Every line below that contains the word "ColorStop" must be copied.

INFORMATION PROVIDED START

use image::RgbaImage;
use qrstyle::color::Rgba;
use qrstyle::design::Design;
use qrstyle::encode::{encode, EncodeOptions};
use qrstyle::eyes::{EyeBallShape, EyeFrameShape};
use qrstyle::gradient::{resolve_fill, ColorStop, FillStyle, Gradient};
use qrstyle::matrix::{is_eye, ModuleGrid};
use qrstyle::render::{paint_body, Renderer};
use qrstyle::shapes::BodyShape;
use qrstyle::surface::{Painter, Surface};
use rand::rngs::StdRng;
use rand::SeedableRng;
use tiny_skia::{Path, Rect, Stroke, Transform};

const BLACK: [u8; 4] = [0, 0, 0, 255];
const WHITE: [u8; 4] = [255, 255, 255, 255];

/// Collects the bounds of everything filled.
#[derive(Default)]
struct Bounds {
    fills: Vec<Rect>,
}

impl Surface for Bounds {
    fn size(&self) -> u32 {
        250
    }

    fn is_vector(&self) -> bool {
        true
    }

    fn fill_path(&mut self, path: &Path, _style: &FillStyle, transform: Transform) {
        if let Some(mapped) = path.clone().transform(transform) {
            self.fills.push(mapped.bounds());
        }
    }

    fn stroke_path(&mut self, _path: &Path, _style: &FillStyle, _stroke: &Stroke, _transform: Transform) {}

    fn draw_image(&mut self, _image: &RgbaImage, _rect: Rect) {}
}

fn render(matrix: &ModuleGrid, design: &Design, size: u32) -> RgbaImage {
    Renderer::with_seed(42).render_image(matrix, design, size).unwrap()
}

fn px(image: &RgbaImage, x: u32, y: u32) -> [u8; 4] {
    image.get_pixel(x, y).0
}

/// Scaled images are resampled, so allow for rounding.
fn near(actual: [u8; 4], expected: [u8; 4]) -> bool {
    actual.iter().zip(expected).all(|(&a, e)| a.abs_diff(e) <= 3)
}

#[test]
fn body_tiles_cover_the_canvas_without_gaps() {
    for n in [21usize, 25, 29] {
        for size in [210u32, 250, 301] {
            let grid = ModuleGrid::from_fn(n, |_, _| true);
            let image = render(&grid, &Design::default(), size);
            let tile = size as f64 / n as f64;
            for y in 0..size {
                for x in 0..size {
                    let row = ((y as f64 + 0.5) / tile) as i32;
                    let col = ((x as f64 + 0.5) / tile) as i32;
                    if !is_eye(row, col, n as i32) {
                        assert_eq!(px(&image, x, y), BLACK, "n = {n}, size = {size}, pixel ({x}, {y})");
                    }
                }
            }
        }
    }
}

#[test]
fn body_never_paints_the_eyes() {
    let n = 25;
    let grid = ModuleGrid::from_fn(n, |_, _| true);
    let mut surface = Bounds::default();
    let mut rng = StdRng::seed_from_u64(1);
    let mut painter = Painter::new(&mut surface, &mut rng);
    paint_body(&mut painter, &grid, &Design::default(), 10.0);
    drop(painter);

    assert_eq!(surface.fills.len(), n * n - 3 * 49);
    let eyes = [
        Rect::from_xywh(0.0, 0.0, 70.0, 70.0).unwrap(),
        Rect::from_xywh(180.0, 0.0, 70.0, 70.0).unwrap(),
        Rect::from_xywh(0.0, 180.0, 70.0, 70.0).unwrap(),
    ];
    for fill in &surface.fills {
        for eye in &eyes {
            let overlap = fill.intersect(eye).map_or(0.0, |r| r.width() * r.height());
            assert_eq!(overlap, 0.0, "{fill:?} paints into {eye:?}");
        }
    }
}

#[test]
fn eyes_are_rotations_of_the_top_left_eye() {
    let grid = ModuleGrid::new(21);
    for (frame, ball) in [
        (EyeFrameShape::Square, EyeBallShape::Square),
        (EyeFrameShape::SquaredSmall, EyeBallShape::Square),
        // shapes that differ from their mirror images
        (EyeFrameShape::Leaf, EyeBallShape::PetalCaved),
        (EyeFrameShape::PetalCaved, EyeBallShape::LeafSharp),
    ] {
        let design = Design { eye_frame_shape: frame, eye_ball_shape: ball, ..Design::default() };
        let image = render(&grid, &design, 210);
        let w = 210;
        let mut differing = 0;
        for y in 0..70 {
            for x in 0..70 {
                let tl = px(&image, x, y);
                let tr = px(&image, w - 1 - y, x);
                let bl = px(&image, y, w - 1 - x);
                let close = |a: [u8; 4], b: [u8; 4]| a.iter().zip(b).all(|(&p, q)| p.abs_diff(q) <= 2);
                if !close(tl, tr) || !close(tl, bl) {
                    differing += 1;
                }
            }
        }
        assert_eq!(differing, 0, "{frame}/{ball}: {differing} pixels differ");
        assert_eq!(px(&image, 35, 35), BLACK, "{frame}/{ball}");
    }
}

#[test]
fn unknown_names_render_like_defaults() {
    let grid = encode("fallback", &EncodeOptions::default()).unwrap();
    let odd = Design::from_json(
        r#"{
            "bodyShape": "heart",
            "eyeFrameShape": "blob",
            "eyeBallShape": "cube",
            "gradient": "conic",
            "enableGradient": true
        }"#,
    )
    .unwrap();
    assert_eq!(render(&grid, &odd, 250), render(&grid, &Design::default(), 250));
}

#[test]
fn every_registered_style_renders() {
    let grid = encode("HTTPS://EXAMPLE.COM/STYLES", &EncodeOptions::default()).unwrap();
    for &body_shape in BodyShape::ALL {
        let design = Design { body_shape, ..Design::default() };
        assert_eq!(render(&grid, &design, 120).dimensions(), (120, 120));
    }
    for &eye_frame_shape in EyeFrameShape::ALL {
        let design = Design { eye_frame_shape, ..Design::default() };
        assert_eq!(render(&grid, &design, 125).dimensions(), (125, 125));
    }
    for &eye_ball_shape in EyeBallShape::ALL {
        let design = Design { eye_ball_shape, ..Design::default() };
        let image = render(&grid, &design, 125);
        // every ball covers the middle of the top-left eye
        assert!(px(&image, 17, 17)[0] < 128, "{eye_ball_shape}");
    }
}

#[test]
fn gradient_stops_are_optional() {
    let design = Design {
        enable_gradient: true,
        gradient: Gradient::Diagonal,
        color: Rgba::rgb(255, 0, 0),
        color_middle: Some(Rgba::rgb(0, 255, 0)),
        ..Design::default()
    };
    let offsets = |design: &Design| -> Vec<f32> {
        resolve_fill(design, 100.0).stops().iter().map(|s: &ColorStop| s.offset).collect()
    };
    assert_eq!(offsets(&design), vec![0.0, 0.5]);

    let full = Design { color_finish: Some(Rgba::rgb(0, 0, 255)), ..design.clone() };
    assert_eq!(offsets(&full), vec![0.0, 0.5, 1.0]);

    let flat = Design { enable_gradient: false, ..full };
    assert_eq!(resolve_fill(&flat, 100.0), FillStyle::Solid(Rgba::rgb(255, 0, 0)));
}

#[test]
fn single_dark_module_is_one_square() {
    let mut grid = ModuleGrid::new(21);
    grid.set(10, 10, true);
    let image = render(&grid, &Design::default(), 210);

    for y in 100..110 {
        for x in 100..110 {
            assert_eq!(px(&image, x, y), BLACK);
        }
    }
    for (x, y) in [(99, 105), (110, 105), (105, 99), (105, 110)] {
        assert_eq!(px(&image, x, y), WHITE, "({x}, {y})");
    }
    let dark_outside_eyes = image
        .enumerate_pixels()
        .filter(|&(x, y, p)| !is_eye((y / 10) as i32, (x / 10) as i32, 21) && p.0 != WHITE)
        .count();
    assert_eq!(dark_outside_eyes, 100);
}

#[test]
fn pcb_linked_run_is_continuous() {
    let mut grid = ModuleGrid::new(21);
    for col in 9..=11 {
        grid.set(10, col, true);
    }
    let design = Design { body_shape: BodyShape::PcbLinked, ..Design::default() };
    let image = render(&grid, &design, 210);

    for x in 92..=117 {
        assert!(px(&image, x, 105)[0] < 64, "gap at x = {x}");
    }
    // end modules keep their round base
    assert!(px(&image, 95, 101)[0] < 64);
    assert!(px(&image, 115, 101)[0] < 64);
    // the middle module is bars only
    assert_eq!(px(&image, 105, 101), WHITE);
}

#[test]
fn seeded_mosaic_is_reproducible() {
    let grid = encode("mosaic", &EncodeOptions::default()).unwrap();
    let design = Design {
        body_shape: BodyShape::Mosaic,
        eye_ball_shape: EyeBallShape::NineMosaic,
        ..Design::default()
    };
    let a = Renderer::with_seed(3).render_image(&grid, &design, 200).unwrap();
    let b = Renderer::with_seed(3).render_image(&grid, &design, 200).unwrap();
    let c = Renderer::with_seed(4).render_image(&grid, &design, 200).unwrap();
    assert_eq!(a, b);
    assert_ne!(a, c);
}

/// Red on the left of the symbol, blue on the right.
fn gradient_design(gradient: Gradient) -> Design {
    Design {
        color: Rgba::rgb(255, 0, 0),
        color_finish: Some(Rgba::rgb(0, 0, 255)),
        enable_gradient: true,
        gradient,
        ..Design::default()
    }
}

#[test]
fn horizontal_gradient_runs_left_to_right() {
    let grid = ModuleGrid::from_fn(21, |_, _| true);
    let image = render(&grid, &gradient_design(Gradient::Horizontal), 210);

    let row: Vec<_> = [20, 80, 105, 130, 200].iter().map(|&x| px(&image, x, 105)).collect();
    for pair in row.windows(2) {
        assert!(pair[0][0] > pair[1][0] && pair[0][2] < pair[1][2], "{row:?}");
    }
    assert!(row[0][0] > 220 && row[4][2] > 220, "{row:?}");
    // halfway across the symbol
    assert!(row[2][0].abs_diff(row[2][2]) <= 6, "{row:?}");
    // constant down each column
    assert!(near(px(&image, 105, 20), row[2]) && near(px(&image, 105, 200), row[2]));
}

#[test]
fn radial_gradient_runs_center_to_edge() {
    let grid = ModuleGrid::from_fn(21, |_, _| true);
    let image = render(&grid, &gradient_design(Gradient::Radial), 210);

    let center = px(&image, 105, 105);
    assert!(center[0] > 240 && center[2] < 15, "{center:?}");
    let outward: Vec<_> = [105, 130, 160, 200].iter().map(|&x| px(&image, x, 105)).collect();
    for pair in outward.windows(2) {
        assert!(pair[0][0] > pair[1][0] && pair[0][2] < pair[1][2], "{outward:?}");
    }
    assert!(outward[3][2] > outward[3][0], "{outward:?}");
    // same distance from the center, same color
    assert!(near(px(&image, 10, 105), px(&image, 200, 105)));
    assert!(near(px(&image, 105, 10), px(&image, 105, 200)));
}

#[test]
fn background_and_eye_colors_are_applied() {
    let grid = ModuleGrid::new(21);
    let design = Design::from_json(
        r##"{ "colorBackground": "#00ff00", "eyeFrameColor": "#ff0000", "eyeBallColor": "#0000ff" }"##,
    )
    .unwrap();
    let image = render(&grid, &design, 210);
    assert_eq!(px(&image, 105, 105), [0, 255, 0, 255]);
    assert_eq!(px(&image, 5, 5), [255, 0, 0, 255]);
    assert_eq!(px(&image, 35, 35), [0, 0, 255, 255]);
    assert_eq!(px(&image, 204, 204), [0, 255, 0, 255]);
}

fn red_logo() -> RgbaImage {
    RgbaImage::from_pixel(10, 10, image::Rgba([255, 0, 0, 255]))
}

#[test]
fn cleared_logo_background_is_white() {
    let grid = ModuleGrid::from_fn(21, |_, _| true);
    let mut renderer = Renderer::with_seed(0);
    renderer.logos_mut().insert("logo", red_logo());
    let design = Design {
        logo_image_source: Some("logo".into()),
        clear_logo_background: true,
        ..Design::default()
    };
    let image = renderer.render_image(&grid, &design, 210).unwrap();
    assert!(near(px(&image, 105, 105), [255, 0, 0, 255]));
    assert_eq!(px(&image, 45, 100), WHITE);
    assert_eq!(px(&image, 35, 100), BLACK);
}

#[test]
fn outline_is_raster_only() {
    let grid = ModuleGrid::new(21);
    let mut renderer = Renderer::with_seed(0);
    renderer.logos_mut().insert("logo", red_logo());
    let design = Design {
        logo_image_source: Some("logo".into()),
        logo_image_scale: 0.2,
        outline_logo: true,
        color_background: Rgba::BLACK,
        ..Design::default()
    };

    let image = renderer.render_image(&grid, &design, 210).unwrap();
    // logo spans 84..126; the outline reaches 4px further
    assert!(near(px(&image, 105, 105), [255, 0, 0, 255]));
    assert!(near(px(&image, 82, 105), WHITE));
    assert!(near(px(&image, 105, 128), WHITE));
    assert_eq!(px(&image, 75, 105), BLACK);

    let svg = renderer.render_svg(&grid, &design, 210).unwrap();
    assert_eq!(svg.matches("<image ").count(), 1);
}

#[test]
fn missing_logo_is_skipped() {
    let grid = ModuleGrid::new(21);
    let design = Design { logo_image_source: Some("/no/such/logo.png".into()), ..Design::default() };
    let image = render(&grid, &design, 210);
    assert_eq!(px(&image, 105, 105), WHITE);
}

#[test]
fn preview_renders_without_a_symbol() {
    let design = Design::from_json(r#"{ "preview": "eyeFrameShape", "eyeFrameShape": "square" }"#).unwrap();
    let grid = ModuleGrid::new(21);
    let image = render(&grid, &design, 70);
    // tile 10: the frame fills the outer module ring, the rest stays transparent
    assert_eq!(px(&image, 5, 35), BLACK);
    assert_eq!(px(&image, 35, 35)[3], 0);

    let unknown = Design::from_json(r#"{ "preview": "sparkles" }"#).unwrap();
    assert_eq!(unknown.preview, None);
}

#[test]
fn svg_output_has_one_path_per_module() {
    let mut grid = ModuleGrid::new(21);
    grid.set(10, 10, true);
    grid.set(12, 12, true);
    let svg = Renderer::with_seed(0).render_svg(&grid, &Design::default(), 210).unwrap();
    assert!(svg.contains("<path d=\"M100,100 L110,100 L110,110 L100,110 Z\" fill=\"#000000\"/>"));
    assert!(svg.contains("<path d=\"M120,120 L130,120 L130,130 L120,130 Z\" fill=\"#000000\"/>"));
    // background + 2 modules + 3 balls filled, 3 frames stroked
    assert_eq!(svg.matches("<path ").count(), 9);
}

INFORMATION PROVIDED END

» SOLUTION FOR THIS EXERCISE:
use qrstyle::gradient::{resolve_fill, ColorStop, FillStyle, Gradient};
        resolve_fill(design, 100.0).stops().iter().map(|s: &ColorStop| s.offset).collect()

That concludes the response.